Pendant la guerre, un « projet d’accord de solidarité sociale » est élaboré. Il prévoit de prendre, dès le retour à l’indépendance, « une série de mesures d’urgence propres à réparer les misères subies pendant l’occupation par la masse des travailleurs salariés. » De cet accord découle l’arrêté-loi du 28 décembre 1944 instaurant formellement la sécurité sociale des travailleurs.
Sept piliers
1944 est donc la date-clé qui acte et fusionne, en un système, les avancées conquises par le passé, sous l’impulsion du mouvement ouvrier. Encourager à la prévoyance s’avère insuffisant : il s’agit de rendre obligatoires les assurances, d’opérer une retenue à la source et de centraliser la perception de ces cotisations au sein de l’Office National de la Sécurité Sociale (ONSS).

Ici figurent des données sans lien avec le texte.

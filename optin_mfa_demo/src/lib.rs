use std::sync::LazyLock;

use optin_mfa_config::MfaConfig;
use optin_mfa_models::{
    factor::{FactorAcr, ScratchCode, ScratchCodeHash},
    flow::TransactionId,
    Sha256Hash,
};
use sha2::{Digest, Sha256};

pub mod account;
pub mod factor;
pub mod registry;
pub mod user;

pub static TXN_1: LazyLock<TransactionId> =
    LazyLock::new(|| TransactionId::try_new("9f2c7a1e-txn-1").unwrap());
pub static TXN_2: LazyLock<TransactionId> =
    LazyLock::new(|| TransactionId::try_new("4b81d0c5-txn-2").unwrap());

/// The SHA-256 hash of a scratch code, as stored on the account.
pub fn scratch_code_hash(code: &ScratchCode) -> ScratchCodeHash {
    let hash: [u8; 32] = Sha256::new().chain_update(code.as_ref()).finalize().into();
    Sha256Hash(hash).into()
}

/// Action configuration used throughout the tests: a TOTP authenticator plus
/// dedicated SMS and email authenticators.
pub fn config() -> MfaConfig {
    MfaConfig {
        available_factors: vec![factor::ACR_TOTP.clone()],
        sms_factor: Some(factor::ACR_SMS.clone()),
        email_factor: Some(factor::ACR_EMAIL.clone()),
        remember_choice_days: 30,
    }
}

pub static UNKNOWN_ACR: LazyLock<FactorAcr> =
    LazyLock::new(|| FactorAcr::try_new("unconfigured").unwrap());
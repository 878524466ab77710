use serde::{Deserialize, Deserializer, Serialize, Serializer};

pub fn serialize<S, T>(data: &T, serializer: S) -> Result<S::Ok, S::Error>
where
    S: Serializer,
    T: AsRef<[u8]>,
{
    hex::encode(data).serialize(serializer)
}

pub fn deserialize<'de, D, T>(deserializer: D) -> Result<T, D::Error>
where
    D: Deserializer<'de>,
    T: TryFrom<Vec<u8>>,
{
    let input = String::deserialize(deserializer)?;
    hex::decode(input)
        .map_err(serde::de::Error::custom)?
        .try_into()
        .map_err(|_| serde::de::Error::custom("Failed to deserialize hex data"))
}
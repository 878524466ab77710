use std::collections::BTreeSet;

use crate::{factor::FactorAcr, user::UserName};

/// Attributes of the current authentication transaction, supplied by the host
/// pipeline on every pass.
#[derive(Debug, Clone, PartialEq, Eq)]
pub struct AuthenticationAttributes {
    pub subject: UserName,
}

/// The set of ACRs the user has already authenticated with in the current
/// browser session, independent of this flow.
#[derive(Debug, Clone, Default, PartialEq, Eq)]
pub struct AuthenticatedSessions(BTreeSet<FactorAcr>);

impl AuthenticatedSessions {
    pub fn contains(&self, acr: &FactorAcr) -> bool {
        self.0.contains(acr)
    }
}

impl FromIterator<FactorAcr> for AuthenticatedSessions {
    fn from_iter<T: IntoIterator<Item = FactorAcr>>(iter: T) -> Self {
        Self(iter.into_iter().collect())
    }
}
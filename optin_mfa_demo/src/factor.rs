use std::sync::LazyLock;

use optin_mfa_models::factor::{
    AuthenticatorDescriptor, AuthenticatorKind, FactorAcr, FactorName, ScratchCode,
};

pub static ACR_TOTP: LazyLock<FactorAcr> = LazyLock::new(|| FactorAcr::try_new("totp").unwrap());
pub static ACR_SMS: LazyLock<FactorAcr> = LazyLock::new(|| FactorAcr::try_new("sms").unwrap());
pub static ACR_EMAIL: LazyLock<FactorAcr> = LazyLock::new(|| FactorAcr::try_new("email").unwrap());

pub static DESCRIPTOR_TOTP: LazyLock<AuthenticatorDescriptor> =
    LazyLock::new(|| descriptor(&ACR_TOTP, "totp"));
pub static DESCRIPTOR_SMS: LazyLock<AuthenticatorDescriptor> =
    LazyLock::new(|| descriptor(&ACR_SMS, "sms"));
pub static DESCRIPTOR_EMAIL: LazyLock<AuthenticatorDescriptor> =
    LazyLock::new(|| descriptor(&ACR_EMAIL, "email"));

pub static NAME_PHONE: LazyLock<FactorName> =
    LazyLock::new(|| FactorName::try_new("My Phone").unwrap());
pub static NAME_APP: LazyLock<FactorName> =
    LazyLock::new(|| FactorName::try_new("Authenticator App").unwrap());
pub static NAME_MAIL: LazyLock<FactorName> =
    LazyLock::new(|| FactorName::try_new("Work Mail").unwrap());

pub static SCRATCH_CODE_1: LazyLock<ScratchCode> =
    LazyLock::new(|| ScratchCode::try_new("kqzwvmxbtrlcjhd-402173-pgyfn").unwrap());
pub static SCRATCH_CODE_2: LazyLock<ScratchCode> =
    LazyLock::new(|| ScratchCode::try_new("XsWqPbLmZkVtRcN-985201-DgHjy").unwrap());

/// A full batch as the scratch code service would produce it.
pub static SCRATCH_CODE_BATCH: LazyLock<Vec<ScratchCode>> = LazyLock::new(|| {
    (0..ScratchCode::BATCH_SIZE)
        .map(|i| {
            let letter = (b'a' + i as u8) as char;
            ScratchCode::try_new(format!(
                "{}-{:06}-{}",
                letter.to_string().repeat(ScratchCode::LETTERS_PREFIX),
                i,
                letter.to_string().repeat(ScratchCode::LETTERS_SUFFIX),
            ))
            .unwrap()
        })
        .collect()
});

fn descriptor(acr: &FactorAcr, kind: &str) -> AuthenticatorDescriptor {
    AuthenticatorDescriptor {
        acr: acr.clone(),
        kind: AuthenticatorKind::try_new(kind).unwrap(),
    }
}
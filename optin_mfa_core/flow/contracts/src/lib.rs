use optin_mfa_models::{
    auth::{AuthenticatedSessions, AuthenticationAttributes},
    flow::{Decision, TransactionId},
};
use thiserror::Error;

/// The opt-in MFA flow state machine.
///
/// The host pipeline invokes [`FlowService::evaluate`] once per pass through
/// this authentication action. The step handlers run between passes and
/// update the persisted flow session that the next pass reads.
#[cfg_attr(feature = "mock", mockall::automock)]
pub trait FlowService: Send + Sync + 'static {
    /// Inspect the persisted flow session and the user's stored factors and
    /// decide what happens next.
    ///
    /// A flow session belonging to a different authentication transaction is
    /// discarded and the flow restarts; this is recovery, not an error.
    fn evaluate(
        &self,
        attributes: &AuthenticationAttributes,
        authenticated: &AuthenticatedSessions,
        transaction: &TransactionId,
    ) -> Result<Decision, FlowEvaluateError>;
}

#[derive(Debug, Error)]
pub enum FlowEvaluateError {
    /// The chosen factor cannot be registered because no authenticator is
    /// configured for its ACR.
    #[error("No authenticator is configured for the chosen second factor.")]
    InvalidAcr,
    /// The scratch code supplied for emergency registration does not match
    /// any unused code on the account.
    #[error("The supplied scratch code is not valid.")]
    InvalidScratchCode,
    /// The factor chosen for deletion is not registered on the account.
    #[error("The chosen second factor is not registered.")]
    UnknownFactor,
    /// Attempted to confirm a new factor without being authenticated with an
    /// existing one.
    #[error("Not authenticated with an existing second factor.")]
    Unauthorized,
    #[error(transparent)]
    Other(#[from] anyhow::Error),
}
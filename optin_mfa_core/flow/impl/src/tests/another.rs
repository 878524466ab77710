use optin_mfa_core_flow_contracts::{FlowEvaluateError, FlowService};
use optin_mfa_demo::{
    factor::{ACR_EMAIL, ACR_SMS, ACR_TOTP, DESCRIPTOR_TOTP, NAME_MAIL},
    user::JANE,
    TXN_1,
};
use optin_mfa_extern_contracts::registry::MockAuthenticatorRegistry;
use optin_mfa_models::{
    auth::AuthenticatedSessions,
    flow::{Decision, FlowStep, PendingAction},
};
use optin_mfa_persistence_contracts::account::MockAccountRepository;
use optin_mfa_session_contracts::{MockFlowSessionStore, SessionLoad};
use optin_mfa_utils::{assert_matches, Apply};
use pretty_assertions::assert_eq;

use super::{attributes, authenticated, session, sut};

#[test]
fn registering_another_factor_requires_authentication_first() {
    // Arrange
    let loaded = session(&JANE).with(|s| {
        s.step = FlowStep::AnotherNewSecondFactorChosen {
            factor: ACR_EMAIL.clone(),
            name: NAME_MAIL.clone(),
        }
    });
    let expected = session(&JANE).with(|s| {
        s.step = FlowStep::NoSecondFactorChosen {
            available: JANE.second_factors.clone(),
        };
        s.pending = Some(PendingAction::RegisterAnother {
            factor: ACR_EMAIL.clone(),
            name: NAME_MAIL.clone(),
        });
    });
    let sut = sut().with(|sut| {
        sut.flow_sessions = MockFlowSessionStore::new()
            .with_load(SessionLoad::Present(loaded))
            .with_store(expected);
        sut.account_repo = MockAccountRepository::new()
            .with_get_by_subject(JANE.subject.clone(), Some(JANE.clone()));
    });

    // Act
    let result = sut.evaluate(&attributes(&JANE), &AuthenticatedSessions::default(), &TXN_1);

    // Assert
    assert_eq!(result.unwrap(), Decision::Prompt);
}

#[test]
fn pending_email_registration_resumes_after_authentication() {
    // Arrange
    let loaded = session(&JANE).with(|s| {
        s.pending = Some(PendingAction::RegisterAnother {
            factor: ACR_EMAIL.clone(),
            name: NAME_MAIL.clone(),
        })
    });
    let updated = JANE.clone().with(|account| {
        account
            .second_factors
            .insert(NAME_MAIL.clone(), ACR_EMAIL.clone());
    });
    let sut = sut().with(|sut| {
        sut.flow_sessions = MockFlowSessionStore::new()
            .with_load(SessionLoad::Present(loaded))
            .with_store(session(&JANE));
        sut.account_repo = MockAccountRepository::new()
            .with_get_by_subject(JANE.subject.clone(), Some(JANE.clone()))
            .with_get_by_subject(JANE.subject.clone(), Some(JANE.clone()))
            .with_update(updated);
    });

    // Act
    let result = sut.evaluate(&attributes(&JANE), &authenticated(&[&ACR_SMS]), &TXN_1);

    // Assert
    assert_eq!(result.unwrap(), Decision::Success);
}

#[test]
fn pending_registration_redirects_to_the_authenticator() {
    // Arrange
    let loaded = session(&JANE).with(|s| {
        s.pending = Some(PendingAction::RegisterAnother {
            factor: ACR_TOTP.clone(),
            name: NAME_MAIL.clone(),
        })
    });
    let expected = session(&JANE).with(|s| {
        s.step = FlowStep::AnotherNewSecondFactorRegistered {
            factor: ACR_TOTP.clone(),
            name: NAME_MAIL.clone(),
        }
    });
    let sut = sut().with(|sut| {
        sut.flow_sessions = MockFlowSessionStore::new()
            .with_load(SessionLoad::Present(loaded))
            .with_store(expected);
        sut.account_repo = MockAccountRepository::new()
            .with_get_by_subject(JANE.subject.clone(), Some(JANE.clone()));
        sut.authenticator_registry = MockAuthenticatorRegistry::new()
            .with_resolve(ACR_TOTP.clone(), Ok(vec![DESCRIPTOR_TOTP.clone()]));
    });

    // Act
    let result = sut.evaluate(&attributes(&JANE), &authenticated(&[&ACR_SMS]), &TXN_1);

    // Assert
    assert_eq!(
        result.unwrap(),
        Decision::Register {
            authenticator: DESCRIPTOR_TOTP.clone(),
            return_to_action: true,
        }
    );
}

#[test]
fn confirming_another_factor_without_authentication_is_rejected() {
    // Arrange
    let loaded = session(&JANE).with(|s| {
        s.step = FlowStep::AnotherNewSecondFactorRegistered {
            factor: ACR_EMAIL.clone(),
            name: NAME_MAIL.clone(),
        }
    });
    let sut = sut().with(|sut| {
        sut.flow_sessions = MockFlowSessionStore::new()
            .with_load(SessionLoad::Present(loaded))
            .with_clear();
        sut.account_repo = MockAccountRepository::new()
            .with_get_by_subject(JANE.subject.clone(), Some(JANE.clone()));
    });

    // Act
    let result = sut.evaluate(&attributes(&JANE), &AuthenticatedSessions::default(), &TXN_1);

    // Assert
    assert_matches!(result, Err(FlowEvaluateError::Unauthorized));
}

#[test]
fn confirmed_registration_stores_the_additional_factor() {
    // Arrange
    let loaded = session(&JANE).with(|s| {
        s.step = FlowStep::AnotherNewSecondFactorRegistered {
            factor: ACR_EMAIL.clone(),
            name: NAME_MAIL.clone(),
        }
    });
    let updated = JANE.clone().with(|account| {
        account
            .second_factors
            .insert(NAME_MAIL.clone(), ACR_EMAIL.clone());
    });
    let sut = sut().with(|sut| {
        sut.flow_sessions = MockFlowSessionStore::new()
            .with_load(SessionLoad::Present(loaded))
            .with_store(session(&JANE));
        sut.account_repo = MockAccountRepository::new()
            .with_get_by_subject(JANE.subject.clone(), Some(JANE.clone()))
            .with_update(updated);
    });

    // Act
    let result = sut.evaluate(&attributes(&JANE), &authenticated(&[&ACR_TOTP]), &TXN_1);

    // Assert
    assert_eq!(result.unwrap(), Decision::Success);
}
use std::sync::LazyLock;

use optin_mfa_models::{
    account::Account,
    factor::SecondFactorMap,
    user::{PhoneNumber, UserName},
};

use crate::{
    factor::{ACR_SMS, ACR_TOTP, NAME_APP, NAME_PHONE, SCRATCH_CODE_1, SCRATCH_CODE_2},
    scratch_code_hash,
};

/// User with two registered second factors and two unused scratch codes.
pub static JANE: LazyLock<Account> = LazyLock::new(|| Account {
    subject: UserName::try_new("jane").unwrap(),
    phone_number: Some(PhoneNumber::try_new("+46 70 123 45 67").unwrap()),
    second_factors: [
        (NAME_PHONE.clone(), ACR_SMS.clone()),
        (NAME_APP.clone(), ACR_TOTP.clone()),
    ]
    .into_iter()
    .collect(),
    scratch_code_hashes: vec![
        scratch_code_hash(&SCRATCH_CODE_1),
        scratch_code_hash(&SCRATCH_CODE_2),
    ],
});

/// User without any registered second factor.
pub static BOB: LazyLock<Account> = LazyLock::new(|| Account {
    subject: UserName::try_new("bob").unwrap(),
    phone_number: None,
    second_factors: SecondFactorMap::new(),
    scratch_code_hashes: Vec::new(),
});

/// User without factors but with a phone number on file, so SMS registration
/// can be skipped.
pub static CARLA: LazyLock<Account> = LazyLock::new(|| Account {
    subject: UserName::try_new("carla").unwrap(),
    phone_number: Some(PhoneNumber::try_new("+46 70 765 43 21").unwrap()),
    second_factors: SecondFactorMap::new(),
    scratch_code_hashes: Vec::new(),
});
impl<FlowSessions, AccountRepo, Registry, Hash, ScratchCodes>
    FlowServiceImpl<FlowSessions, AccountRepo, Registry, Hash, ScratchCodes>
where
    FlowSessions: FlowSessionStore,
    AccountRepo: AccountRepository,
    Registry: AuthenticatorRegistry,
    Hash: HashService,
    ScratchCodes: ScratchCodeService,
{
    fn load_or_reset(
        &self,
        attributes: &AuthenticationAttributes,
        transaction: &TransactionId,
    ) -> Result<FlowSession, FlowEvaluateError> {
        let fresh = || FlowSession::new(transaction.clone(), attributes.subject.clone());
        Ok(match self.flow_sessions.load()? {
            SessionLoad::Absent => fresh(),
            SessionLoad::Invalid => {
                tracing::warn!("Discarding an unreadable flow session record");
                fresh()
            }
            SessionLoad::Present(session) if session.transaction != *transaction => {
                tracing::info!(
                    "Another authentication transaction is in progress, restarting the flow"
                );
                fresh()
            }
            SessionLoad::Present(session) => session,
        })
    }

    /// No factor has been chosen in this transaction yet. Either prompt for
    /// one or, if the user is already authenticated with a registered factor,
    /// resume whatever they set out to do.
    fn handle_not_set(
        &self,
        session: &mut FlowSession,
        attributes: &AuthenticationAttributes,
        authenticated: &AuthenticatedSessions,
    ) -> Result<Decision, FlowEvaluateError> {
        let force_show_list = std::mem::take(&mut session.force_show_list);
        let account = self.account(&attributes.subject)?;

        if account.second_factors.is_empty() {
            session.step = FlowStep::FirstChoiceOfSecondFactor {
                available: self.config.catalog(),
            };
            return Ok(Decision::Prompt);
        }

        if !force_show_list && authenticated_with_registered_factor(&account, authenticated) {
            return self.continue_previous_action(session, attributes, authenticated);
        }

        session.step = FlowStep::NoSecondFactorChosen {
            available: account.second_factors,
        };
        Ok(Decision::Prompt)
    }

    /// The user picked one of their registered factors. Authenticate with it,
    /// or resume the previous action if that already happened.
    fn handle_chosen(
        &self,
        session: &mut FlowSession,
        attributes: &AuthenticationAttributes,
        authenticated: &AuthenticatedSessions,
        factor: FactorAcr,
    ) -> Result<Decision, FlowEvaluateError> {
        if authenticated.contains(&factor) {
            return self.continue_previous_action(session, attributes, authenticated);
        }

        // A registered factor that no longer resolves is a deployment
        // problem, not something the user can fix.
        let authenticator = self
            .authenticator_registry
            .resolve(&factor)
            .map_err(|err| match err {
                AuthenticatorResolveError::NotConfigured => FlowEvaluateError::Other(anyhow!(
                    "No authenticator is configured for the registered second factor {factor}"
                )),
                AuthenticatorResolveError::Other(err) => err.into(),
            })?
            .into_iter()
            .next()
            .ok_or_else(|| anyhow!("The registry returned no descriptors for {factor}"))?;
        Ok(Decision::Authenticate(authenticator))
    }

    /// The user picked their very first factor, possibly via a scratch code
    /// after losing access to a previously registered one.
    fn handle_first_choice(
        &self,
        session: &mut FlowSession,
        attributes: &AuthenticationAttributes,
        authenticated: &AuthenticatedSessions,
        factor: FactorAcr,
        name: FactorName,
        emergency_code: Option<ScratchCode>,
    ) -> Result<Decision, FlowEvaluateError> {
        let emergency = emergency_code.is_some();
        if let Some(code) = emergency_code {
            self.consume_scratch_code(&attributes.subject, &code)?;
        }
        self.register_factor(
            session,
            attributes,
            authenticated,
            factor,
            Registration::First { name, emergency },
        )
    }

    /// Send the user to register with the chosen factor's authenticator, or
    /// skip registration entirely where none is needed.
    fn register_factor(
        &self,
        session: &mut FlowSession,
        attributes: &AuthenticationAttributes,
        authenticated: &AuthenticatedSessions,
        factor: FactorAcr,
        registration: Registration,
    ) -> Result<Decision, FlowEvaluateError> {
        // Email authenticators need no interactive registration.
        if self.config.email_factor.as_ref() == Some(&factor) {
            return self.skip_registration(session, attributes, authenticated, factor, registration);
        }
        // SMS registration only collects a phone number, so it is skipped for
        // users who already have one on file.
        if self.config.sms_factor.as_ref() == Some(&factor) {
            let account = self.account(&attributes.subject)?;
            if account.phone_number.is_some() {
                return self.skip_registration(
                    session,
                    attributes,
                    authenticated,
                    factor,
                    registration,
                );
            }
        }

        match self.authenticator_registry.resolve(&factor) {
            Ok(descriptors) => {
                let authenticator = descriptors
                    .into_iter()
                    .next()
                    .ok_or_else(|| anyhow!("The registry returned no descriptors for {factor}"))?;
                session.step = match registration {
                    Registration::First { name, emergency } => FlowStep::FirstSecondFactorRegistered {
                        factor,
                        name,
                        emergency,
                    },
                    Registration::Another { name } => {
                        FlowStep::AnotherNewSecondFactorRegistered { factor, name }
                    }
                };
                Ok(Decision::Register {
                    authenticator,
                    return_to_action: true,
                })
            }
            Err(AuthenticatorResolveError::NotConfigured) => {
                tracing::info!(%factor, "An unconfigured ACR was chosen as second factor");
                Err(FlowEvaluateError::InvalidAcr)
            }
            Err(AuthenticatorResolveError::Other(err)) => Err(err.into()),
        }
    }

    fn skip_registration(
        &self,
        session: &mut FlowSession,
        attributes: &AuthenticationAttributes,
        authenticated: &AuthenticatedSessions,
        factor: FactorAcr,
        registration: Registration,
    ) -> Result<Decision, FlowEvaluateError> {
        match registration {
            Registration::First { name, emergency } => self.finish_first_registration(
                session,
                attributes,
                authenticated,
                factor,
                name,
                emergency,
            ),
            Registration::Another { name } => {
                self.finish_another_registration(attributes, authenticated, factor, name)
            }
        }
    }

    /// Persist the first registered factor and issue scratch codes.
    ///
    /// A normal first registration replaces any factors left over from before
    /// an account reset; an emergency registration merges into the existing
    /// ones and keeps the remaining scratch codes unless none are left.
    fn finish_first_registration(
        &self,
        session: &mut FlowSession,
        attributes: &AuthenticationAttributes,
        authenticated: &AuthenticatedSessions,
        factor: FactorAcr,
        name: FactorName,
        emergency: bool,
    ) -> Result<Decision, FlowEvaluateError> {
        let mut account = self.account(&attributes.subject)?;

        if emergency {
            account.second_factors.insert(name, factor);
        } else {
            account.second_factors = [(name, factor)].into_iter().collect();
        }

        let codes = (!emergency || account.scratch_code_hashes.is_empty())
            .then(|| self.scratch_codes.generate_batch());
        if let Some(codes) = &codes {
            account.scratch_code_hashes = codes
                .iter()
                .map(|code| self.hash.sha256(code.as_bytes()).into())
                .collect();
        }
        self.account_repo.update(&account)?;

        match codes {
            Some(codes) => {
                session.step = FlowStep::ConfirmScratchCodes { codes };
                Ok(Decision::Prompt)
            }
            None => self.handle_not_set(session, attributes, authenticated),
        }
    }

    /// Persist an additional factor. Requires an authenticated session with
    /// one of the factors registered before this one.
    fn finish_another_registration(
        &self,
        attributes: &AuthenticationAttributes,
        authenticated: &AuthenticatedSessions,
        factor: FactorAcr,
        name: FactorName,
    ) -> Result<Decision, FlowEvaluateError> {
        let mut account = self.account(&attributes.subject)?;
        if !authenticated_with_registered_factor(&account, authenticated) {
            return Err(FlowEvaluateError::Unauthorized);
        }

        account.second_factors.insert(name, factor);
        self.account_repo.update(&account)?;
        Ok(Decision::Success)
    }

    /// The user asked to delete a factor. Record the intent and require
    /// authentication with a registered factor before acting on it.
    fn handle_check_delete(
        &self,
        session: &mut FlowSession,
        attributes: &AuthenticationAttributes,
        authenticated: &AuthenticatedSessions,
        name: FactorName,
    ) -> Result<Decision, FlowEvaluateError> {
        let account = self.account(&attributes.subject)?;
        if !account.second_factors.contains_key(&name) {
            tracing::info!(factor = %name, "Chose to delete a second factor that is not registered");
            return Err(FlowEvaluateError::UnknownFactor);
        }

        session.pending = Some(PendingAction::Delete { name });
        self.handle_not_set(session, attributes, authenticated)
    }

    /// Resume the action the user set out to do before authenticating with a
    /// registered factor. Without one, satisfying MFA was the whole point.
    fn continue_previous_action(
        &self,
        session: &mut FlowSession,
        attributes: &AuthenticationAttributes,
        authenticated: &AuthenticatedSessions,
    ) -> Result<Decision, FlowEvaluateError> {
        match session.pending.take() {
            Some(PendingAction::RegisterAnother { factor, name }) => self.register_factor(
                session,
                attributes,
                authenticated,
                factor,
                Registration::Another { name },
            ),
            Some(PendingAction::Delete { name }) => {
                self.delete_second_factor(session, attributes, authenticated, name)
            }
            None => Ok(Decision::Success),
        }
    }

    fn delete_second_factor(
        &self,
        session: &mut FlowSession,
        attributes: &AuthenticationAttributes,
        authenticated: &AuthenticatedSessions,
        name: FactorName,
    ) -> Result<Decision, FlowEvaluateError> {
        let mut account = self.account(&attributes.subject)?;
        account.second_factors.remove(&name);
        self.account_repo.update(&account)?;

        session.force_show_list = true;
        self.handle_not_set(session, attributes, authenticated)
    }

    fn consume_scratch_code(
        &self,
        subject: &UserName,
        code: &ScratchCode,
    ) -> Result<(), FlowEvaluateError> {
        let mut account = self.account(subject)?;
        let hash = self.hash.sha256(code.as_bytes()).into();
        if !account.scratch_code_hashes.contains(&hash) {
            return Err(FlowEvaluateError::InvalidScratchCode);
        }

        account.scratch_code_hashes.retain(|h| *h != hash);
        self.account_repo.update(&account)?;
        Ok(())
    }

    fn account(&self, subject: &UserName) -> Result<Account, FlowEvaluateError> {
        let account = self.account_repo.get_by_subject(subject)?;
        Ok(account.with_context(|| format!("No account found for subject {subject}"))?)
    }
}
use optin_mfa_core_flow_contracts::{FlowEvaluateError, FlowService};
use optin_mfa_demo::{
    factor::{ACR_SMS, DESCRIPTOR_SMS},
    user::JANE,
    TXN_1,
};
use optin_mfa_extern_contracts::registry::{AuthenticatorResolveError, MockAuthenticatorRegistry};
use optin_mfa_models::{
    auth::AuthenticatedSessions,
    flow::{Decision, FlowStep},
};
use optin_mfa_session_contracts::{MockFlowSessionStore, SessionLoad};
use optin_mfa_utils::{assert_matches, Apply};
use pretty_assertions::assert_eq;

use super::{attributes, authenticated, session, sut};

#[test]
fn chosen_factor_triggers_authentication() {
    // Arrange
    let loaded = session(&JANE).with(|s| {
        s.step = FlowStep::SecondFactorChosen {
            factor: ACR_SMS.clone(),
        }
    });
    let sut = sut().with(|sut| {
        sut.flow_sessions = MockFlowSessionStore::new()
            .with_load(SessionLoad::Present(loaded))
            .with_store(session(&JANE));
        sut.authenticator_registry = MockAuthenticatorRegistry::new()
            .with_resolve(ACR_SMS.clone(), Ok(vec![DESCRIPTOR_SMS.clone()]));
    });

    // Act
    let result = sut.evaluate(&attributes(&JANE), &AuthenticatedSessions::default(), &TXN_1);

    // Assert
    assert_eq!(
        result.unwrap(),
        Decision::Authenticate(DESCRIPTOR_SMS.clone())
    );
}

#[test]
fn authenticated_chosen_factor_succeeds() {
    // Arrange
    let loaded = session(&JANE).with(|s| {
        s.step = FlowStep::SecondFactorChosen {
            factor: ACR_SMS.clone(),
        }
    });
    let sut = sut().with(|sut| {
        sut.flow_sessions = MockFlowSessionStore::new()
            .with_load(SessionLoad::Present(loaded))
            .with_store(session(&JANE));
    });

    // Act
    let result = sut.evaluate(&attributes(&JANE), &authenticated(&[&ACR_SMS]), &TXN_1);

    // Assert
    assert_eq!(result.unwrap(), Decision::Success);
}

#[test]
fn unresolvable_registered_factor_is_an_internal_error() {
    // Arrange
    let loaded = session(&JANE).with(|s| {
        s.step = FlowStep::SecondFactorChosen {
            factor: ACR_SMS.clone(),
        }
    });
    let sut = sut().with(|sut| {
        sut.flow_sessions = MockFlowSessionStore::new().with_load(SessionLoad::Present(loaded));
        sut.authenticator_registry = MockAuthenticatorRegistry::new()
            .with_resolve(ACR_SMS.clone(), Err(AuthenticatorResolveError::NotConfigured));
    });

    // Act
    let result = sut.evaluate(&attributes(&JANE), &AuthenticatedSessions::default(), &TXN_1);

    // Assert
    assert_matches!(result, Err(FlowEvaluateError::Other(_)));
}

Concrètement, les soins de santé, les maladies professionnelles, les accidents de travail, les pensions, le chômage, les prestations familiales, les congés annuels sont les sept secteurs couverts par ce système d’assurance collective, fondé et géré conjointement par les syndicats, le patronat et l’État. Son financement provient, quant à lui, de quatre sources majeures : les cotisations des travailleurs et des employeurs (pour plus de la moitié), le financement alternatif (pourcentage des recettes fiscales de la TVA, des accises et de l’impôt) et les subventions de l’État.
1944 est donc la date-clé (…) il s’agit de rendre obligatoires les assurances, d’opérer une retenue à la source et de centraliser la perception de ces cotisations au sein de l’Office National de la Sécurité Sociale (ONSS).
Sécurité sociale et valeurs laïques
Derrière cette organisation, se trouve un réel projet de société, que les laïques soutiennent : dans le rapport au Régent préparant l’arrêté-loi1, on lit qu’il s’agit de « répartir plus justement les fruits du travail commun […] développer la sécurité sociale, soustraire aussi complètement que possible aux craintes de la misère les hommes et les femmes laborieux. » Donner à chacun les possibilités matérielles de s’émanciper, en s’appuyant sur la solidarité entre tous, selon ses capacités et ses besoins, ce sont bien les valeurs portées par la sécurité sociale. Elle rompt avec un système individualiste ou basé sur la charité, qui rime souvent avec paternalisme et sentiment de redevabilité, empêchant l’exercice du libre examen. Pourtant, depuis la fin des années 1970, cette structure solidaire est attaquée de plusieurs parts. Avec son nouveau parcours permanent En lutte. Histoires d’émancipation, le Centre d’Action Laïque de la Province de Liège rappelle qu’il partage et défend ces valeurs de solidarité et d’émancipation : « Acceptera-t-on ce démantèlement, sans résistance ? », interroge d’ailleurs la voix de Philippe Torreton à la fin de l’exposition. Nous posons la question pour construire des réponses, ensemble.
- Ce rapport expose les motifs, ambitions et objectifs du texte législatif adopté par le gouvernement belge à la fin de la seconde guerre mondiale. Van Acker (Achille), Rapport au Régent précédant l’arrêté-loi du 28 décembre 1944 concernant la sécurité sociale des travailleurs, M.B. du 30 décembre 1944, p.1730.